- [EXERCISE]: Until you reach the line containing "that parses |", reproduce each line of the listing exactly, please, and include that line as well.

- [DATASET EXCERPTS]:
//! Value normalizer: turns one raw cell into a payload-safe scalar.
//!
//! | Input | Output |
//! |-------|--------|
//! | `Null`, NaN | `Null` |
//! | text shaped like `[...]` that parses | items joined with `", "` |
//! | text shaped like `[...]` that does not parse | the original text |
//! | other text | unchanged |
//! | list / n-d array | items joined with `", "` (arrays flattened row-major) |
//! | other scalars | unchanged |
//!
//! Normalization never fails. A list-shaped string that cannot be parsed
//! degrades to its original text; [`normalize_traced`] reports when that
//! happened.

use crate::error::LiteralError;
use crate::literal;
use crate::models::{CellValue, RawValue};

/// Separator used when flattening lists into text.
pub const LIST_SEPARATOR: &str = ", ";

/// A list-shaped string that was kept verbatim because it did not parse.
#[derive(Debug, Clone, PartialEq)]
pub struct ParseDegradation {
    pub original: String,
    pub error: LiteralError,
}

/// Normalizes one cell.
pub fn normalize(raw: &RawValue) -> CellValue {
    normalize_traced(raw).0
}

/// Normalizes one cell and reports whether list parsing degraded.
pub fn normalize_traced(raw: &RawValue) -> (CellValue, Option<ParseDegradation>) {
    match raw {
        RawValue::Null => (CellValue::Null, None),
        RawValue::Float(f) if f.is_nan() => (CellValue::Null, None),
        RawValue::Text(s) => normalize_text(s),
        RawValue::List(items) => (CellValue::Text(join_items(items.iter())), None),
        RawValue::Array(array) => (CellValue::Text(join_items(array.iter())), None),
        other => (to_scalar(other), None),
    }
}

/// Converts a raw cell to a scalar without parsing text.
///
/// Used for columns that are not the normalization target: lists are
/// still flattened so no record ever holds a nested value, but strings
/// are kept exactly as read.
pub fn to_scalar(raw: &RawValue) -> CellValue {
    match raw {
        RawValue::Null => CellValue::Null,
        RawValue::Bool(b) => CellValue::Bool(*b),
        RawValue::Int(i) => CellValue::Int(*i),
        RawValue::Float(f) if !f.is_finite() => CellValue::Null,
        RawValue::Float(f) => CellValue::Float(*f),
        RawValue::Text(s) => CellValue::Text(s.clone()),
        RawValue::List(items) => CellValue::Text(join_items(items.iter())),
        RawValue::Array(array) => CellValue::Text(join_items(array.iter())),
    }
}

fn normalize_text(s: &str) -> (CellValue, Option<ParseDegradation>) {
    let trimmed = s.trim();
    if !(trimmed.starts_with('[') && trimmed.ends_with(']')) {
        return (CellValue::Text(s.to_string()), None);
    }
    match literal::parse_list(trimmed) {
        Ok(items) => (CellValue::Text(join_items(items.iter())), None),
        Err(error) => (
            CellValue::Text(s.to_string()),
            Some(ParseDegradation {
                original: s.to_string(),
                error,
            }),
        ),
    }
}

fn join_items<'a>(items: impl Iterator<Item = &'a RawValue>) -> String {
    items.map(item_text).collect::<Vec<_>>().join(LIST_SEPARATOR)
}

/// String form of one list element.
///
/// Matches how catalog exports print list items: floats keep their
/// fractional part, keywords are `None`/`True`/`False`, and nested
/// sequences show their strings quoted.
fn item_text(item: &RawValue) -> String {
    match item {
        RawValue::Text(s) => s.clone(),
        other => item_repr(other),
    }
}

/// Literal form of a value nested inside a list.
fn item_repr(item: &RawValue) -> String {
    match item {
        RawValue::Null => "None".to_string(),
        RawValue::Bool(true) => "True".to_string(),
        RawValue::Bool(false) => "False".to_string(),
        RawValue::Int(i) => i.to_string(),
        RawValue::Float(f) => float_text(*f),
        RawValue::Text(s) => quote(s),
        RawValue::List(inner) => nested(inner.iter()),
        RawValue::Array(inner) => nested(inner.iter()),
    }
}

fn nested<'a>(items: impl Iterator<Item = &'a RawValue>) -> String {
    let inner: Vec<String> = items.map(item_repr).collect();
    format!("[{}]", inner.join(LIST_SEPARATOR))
}

/// Shortest round-trip float text, always with a fraction or exponent.
fn float_text(f: f64) -> String {
    if f.is_nan() {
        return "nan".to_string();
    }
    if f.is_infinite() {
        return if f > 0.0 { "inf" } else { "-inf" }.to_string();
    }
    let text = format!("{:?}", f);
    match text.split_once('e') {
        Some((mantissa, exp)) => {
            let (sign, digits) = match exp.strip_prefix('-') {
                Some(digits) => ('-', digits),
                None => ('+', exp),
            };
            format!("{}e{}{:0>2}", mantissa, sign, digits)
        }
        None => text,
    }
}

/// Quotes a string with `'`, switching to `"` when only `'` appears inside.
fn quote(s: &str) -> String {
    let delim = if s.contains('\'') && !s.contains('"') {
        '"'
    } else {
        '\''
    };
    let mut out = String::with_capacity(s.len() + 2);
    out.push(delim);
    for c in s.chars() {
        match c {
            '\\' => out.push_str("\\\\"),
            '\n' => out.push_str("\\n"),
            '\r' => out.push_str("\\r"),
            '\t' => out.push_str("\\t"),
            c if c == delim => {
                out.push('\\');
                out.push(c);
            }
            c => out.push(c),
        }
    }
    out.push(delim);
    out
}

#[cfg(test)]
mod tests {
    use super::*;
    use ndarray::{arr2, ArrayD};

    fn text(s: &str) -> RawValue {
        RawValue::Text(s.to_string())
    }

    fn out(s: &str) -> CellValue {
        CellValue::Text(s.to_string())
    }

    #[test]
    fn test_null_and_nan_become_null() {
        assert_eq!(normalize(&RawValue::Null), CellValue::Null);
        assert_eq!(normalize(&RawValue::Float(f64::NAN)), CellValue::Null);
    }

    #[test]
    fn test_list_literal_string_is_joined() {
        assert_eq!(normalize(&text("[1, 2, 3]")), out("1, 2, 3"));
        assert_eq!(normalize(&text("['red','blue']")), out("red, blue"));
        assert_eq!(normalize(&text("  ['black']  ")), out("black"));
        assert_eq!(normalize(&text("[]")), out(""));
    }

    #[test]
    fn test_malformed_list_literal_passes_through() {
        let (value, degraded) = normalize_traced(&text("[1, 2"));
        assert_eq!(value, CellValue::Text("[1, 2".to_string()));
        // Not list-shaped (no closing bracket), so no parse was attempted.
        assert!(degraded.is_none());

        let (value, degraded) = normalize_traced(&text("[red, blue]"));
        assert_eq!(value, out("[red, blue]"));
        let degraded = degraded.expect("bare words should degrade");
        assert_eq!(degraded.original, "[red, blue]");
    }

    #[test]
    fn test_plain_string_is_unchanged() {
        assert_eq!(normalize(&text("crimson")), out("crimson"));
        assert_eq!(normalize(&text("[draft")), out("[draft"));
    }

    #[test]
    fn test_native_list_preserves_order() {
        let raw = RawValue::List(vec![RawValue::Int(1), text("a"), RawValue::Float(2.5)]);
        assert_eq!(normalize(&raw), out("1, a, 2.5"));
    }

    #[test]
    fn test_element_string_forms() {
        let cases = [
            ("[1.0, 2.0]", "1.0, 2.0"),
            ("[10.0, 10.5]", "10.0, 10.5"),
            ("[1e20, 1.5e-7]", "1e+20, 1.5e-07"),
            ("['a', None, True, False]", "a, None, True, False"),
            ("[['s', 'm'], 'l']", "['s', 'm'], l"),
            ("[[\"it's\"], 'x']", "[\"it's\"], x"),
            ("[-3, 0.25]", "-3, 0.25"),
        ];
        for (input, expected) in cases {
            assert_eq!(normalize(&text(input)), out(expected), "input {}", input);
        }
    }

    #[test]
    fn test_nested_text_is_escaped() {
        let raw = RawValue::List(vec![RawValue::List(vec![
            text("a\\b"),
            text("tab\there"),
            text("both ' and \""),
        ])]);
        assert_eq!(
            normalize(&raw),
            out(r#"['a\\b', 'tab\there', 'both \' and "']"#)
        );
    }

    #[test]
    fn test_native_float_items_keep_fraction() {
        let raw = RawValue::List(vec![RawValue::Float(3.0), RawValue::Float(f64::NAN)]);
        assert_eq!(normalize(&raw), out("3.0, nan"));
    }

    #[test]
    fn test_multidimensional_array_is_flattened() {
        let grid: ArrayD<RawValue> = arr2(&[
            [RawValue::Int(1), RawValue::Int(2)],
            [RawValue::Int(3), RawValue::Int(4)],
        ])
        .into_dyn();
        assert_eq!(normalize(&RawValue::Array(grid)), out("1, 2, 3, 4"));
    }

    #[test]
    fn test_scalars_are_unchanged() {
        assert_eq!(normalize(&RawValue::Int(42)), CellValue::Int(42));
        assert_eq!(normalize(&RawValue::Float(0.5)), CellValue::Float(0.5));
        assert_eq!(normalize(&RawValue::Bool(false)), CellValue::Bool(false));
    }

    #[test]
    fn test_to_scalar_does_not_parse_text() {
        assert_eq!(to_scalar(&text("['a']")), out("['a']"));
        assert_eq!(to_scalar(&RawValue::Float(f64::INFINITY)), CellValue::Null);
        assert_eq!(
            to_scalar(&RawValue::List(vec![text("x"), text("y")])),
            out("x, y")
        );
    }
}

- [SOLUTION FOR THIS EXERCISE]:
//! Value normalizer: turns one raw cell into a payload-safe scalar.
//!
//! | Input | Output |
//! |-------|--------|
//! | `Null`, NaN | `Null` |
//! | text shaped like `[...]` that parses | items joined with `", "` |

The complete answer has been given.